Segment Start: RECORDS SHOWN

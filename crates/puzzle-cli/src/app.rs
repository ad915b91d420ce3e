//! Runs one puzzle from input to printed result.

use crate::cli::{OutputFormat, PuzzleOptions};
use puzzle_core::{
    render_list, render_map, render_no_solution, GridError, OutputMode, PuzzleMap, SearchError,
    Solver,
};
use std::fs::File;
use std::io::{self, BufReader, Read, Write};
use std::path::PathBuf;
use thiserror::Error;
use tracing::info;

/// Everything that makes the binary exit with a failure status.
#[derive(Debug, Error)]
pub enum AppError {
    #[error("cannot open {}: {source}", path.display())]
    Open {
        path: PathBuf,
        #[source]
        source: io::Error,
    },
    #[error(transparent)]
    Grid(#[from] GridError),
    #[error("internal error: {0}")]
    Search(#[from] SearchError),
    #[error("failed to write output: {0}")]
    Io(#[from] io::Error),
    #[error("failed to encode report: {0}")]
    Json(#[from] serde_json::Error),
}

/// The configured input: the named file, or standard input.
pub fn open_input(options: &PuzzleOptions) -> Result<Box<dyn Read>, AppError> {
    match &options.input {
        Some(path) => {
            let file = File::open(path).map_err(|source| AppError::Open {
                path: path.clone(),
                source,
            })?;
            Ok(Box::new(BufReader::new(file)))
        }
        None => Ok(Box::new(io::stdin().lock())),
    }
}

/// Parse, solve and print one puzzle.
pub fn run<R: Read, W: Write>(
    options: &PuzzleOptions,
    input: R,
    out: &mut W,
) -> Result<(), AppError> {
    let map = PuzzleMap::from_reader(input)?;
    info!(
        colors = map.num_colors(),
        height = map.height(),
        width = map.width(),
        "puzzle loaded"
    );

    let search = Solver::new(options.search_mode).solve(&map)?;
    info!(
        solved = search.is_solved(),
        discovered = search.stats.discovered,
        mode = %options.search_mode,
        "search finished"
    );

    match options.output.text_mode() {
        None => {
            let report = search.report(&map)?;
            serde_json::to_writer_pretty(&mut *out, &report)?;
            writeln!(out)?;
        }
        Some(mode) => match search.path(&map)? {
            Some(path) => match mode {
                OutputMode::List => render_list(out, &path)?,
                OutputMode::Map => render_map(out, &map, &search.backtrace, &path)?,
            },
            None => render_no_solution(out, &map, &search.backtrace)?,
        },
    }

    out.flush()?;
    Ok(())
}

#[cfg(test)]
mod tests {
    use super::*;
    use puzzle_core::SearchMode;

    fn options(search_mode: SearchMode, output: OutputFormat) -> PuzzleOptions {
        PuzzleOptions {
            search_mode,
            output,
            input: None,
        }
    }

    fn run_to_string(options: &PuzzleOptions, input: &str) -> Result<String, AppError> {
        let mut out = Vec::new();
        run(options, input.as_bytes(), &mut out)?;
        Ok(String::from_utf8(out).unwrap())
    }

    const DOOR_PUZZLE: &str = "1 3 4\n// press a to open A\n@.a.\n##A#\n...?\n";

    #[test]
    fn test_list_output() {
        let text =
            run_to_string(&options(SearchMode::Queue, OutputFormat::List), "0 1 3\n@.?\n").unwrap();
        assert_eq!(text, "(^, (0, 0))\n(^, (0, 1))\n(^, (0, 2))\n");
    }

    #[test]
    fn test_map_output() {
        let text =
            run_to_string(&options(SearchMode::Queue, OutputFormat::Map), DOOR_PUZZLE).unwrap();
        assert!(text.starts_with("// color ^\n@+%.\n"));
        assert!(text.contains("// color a\n..@.\n##+#\n..+?\n"));
    }

    #[test]
    fn test_stack_output_is_a_valid_list() {
        let text =
            run_to_string(&options(SearchMode::Stack, OutputFormat::List), DOOR_PUZZLE).unwrap();
        let lines: Vec<&str> = text.lines().collect();
        assert_eq!(lines.first(), Some(&"(^, (0, 0))"));
        assert_eq!(lines.last(), Some(&"(a, (2, 3))"));
        assert!(lines.contains(&"(a, (0, 2))"));
    }

    #[test]
    fn test_no_solution_is_not_an_error() {
        let text =
            run_to_string(&options(SearchMode::Queue, OutputFormat::List), "0 1 3\n@#?\n").unwrap();
        assert_eq!(text, "No solution.\nDiscovered:\n@##\n");
    }

    #[test]
    fn test_json_output() {
        let text =
            run_to_string(&options(SearchMode::Queue, OutputFormat::Json), DOOR_PUZZLE).unwrap();
        let value: serde_json::Value = serde_json::from_str(&text).unwrap();
        assert_eq!(value["solved"], true);
        assert_eq!(value["mode"], "queue");
        assert_eq!(value["path"].as_array().map(Vec::len), Some(7));
        assert_eq!(value["path"][3]["color"], 1);
    }

    #[test]
    fn test_invalid_input_is_reported() {
        let err = run_to_string(&options(SearchMode::Queue, OutputFormat::Map), "0 1 3\n@x?\n")
            .unwrap_err();
        assert!(matches!(err, AppError::Grid(GridError::InvalidChar { ch: 'x', .. })));
        assert_eq!(err.to_string(), "invalid char 'x' in line @x?");
    }

    #[test]
    fn test_missing_file() {
        let options = PuzzleOptions {
            input: Some(PathBuf::from("/nonexistent/puzzle.txt")),
            ..options(SearchMode::Queue, OutputFormat::Map)
        };
        let err = open_input(&options).err().unwrap();
        assert!(matches!(err, AppError::Open { .. }));
    }
}
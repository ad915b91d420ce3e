//! Command-line arguments.

use clap::{ArgGroup, Parser, ValueEnum};
use puzzle_core::{OutputMode, SearchMode};
use std::path::PathBuf;

/// Solve a colored-button maze read from a file or standard input.
#[derive(Debug, Parser)]
#[command(name = "puzzle", version, about)]
#[command(group(ArgGroup::new("search").required(true).args(["queue", "stack"])))]
pub struct Cli {
    /// Search with a queue (breadth-first, shortest path)
    #[arg(short, long)]
    pub queue: bool,

    /// Search with a stack (depth-first)
    #[arg(short, long)]
    pub stack: bool,

    /// Output type
    #[arg(short, long, value_enum, default_value_t = OutputFormat::Map)]
    pub output: OutputFormat,

    /// Puzzle file; standard input is read when omitted
    pub input: Option<PathBuf>,
}

/// Output type accepted by `--output`.
#[derive(Debug, Clone, Copy, PartialEq, Eq, ValueEnum)]
pub enum OutputFormat {
    /// One annotated grid per color
    Map,
    /// Path states, one per line
    List,
    /// JSON summary of the search
    Json,
}

impl OutputFormat {
    /// Text rendering for this format, `None` for JSON.
    pub fn text_mode(self) -> Option<OutputMode> {
        match self {
            OutputFormat::Map => Some(OutputMode::Map),
            OutputFormat::List => Some(OutputMode::List),
            OutputFormat::Json => None,
        }
    }
}

/// Parsed-once run configuration.
#[derive(Debug, Clone, PartialEq, Eq)]
pub struct PuzzleOptions {
    pub search_mode: SearchMode,
    pub output: OutputFormat,
    pub input: Option<PathBuf>,
}

impl From<Cli> for PuzzleOptions {
    fn from(cli: Cli) -> Self {
        // the argument group guarantees exactly one of the two flags
        let search_mode = if cli.stack {
            SearchMode::Stack
        } else {
            SearchMode::Queue
        };
        Self {
            search_mode,
            output: cli.output,
            input: cli.input,
        }
    }
}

Segment End: RECORDS SHOWN

WHAT TO PRODUCE>
Report only how many lines above include "Debug".

ANSWER FOR THIS EXERCISE>
4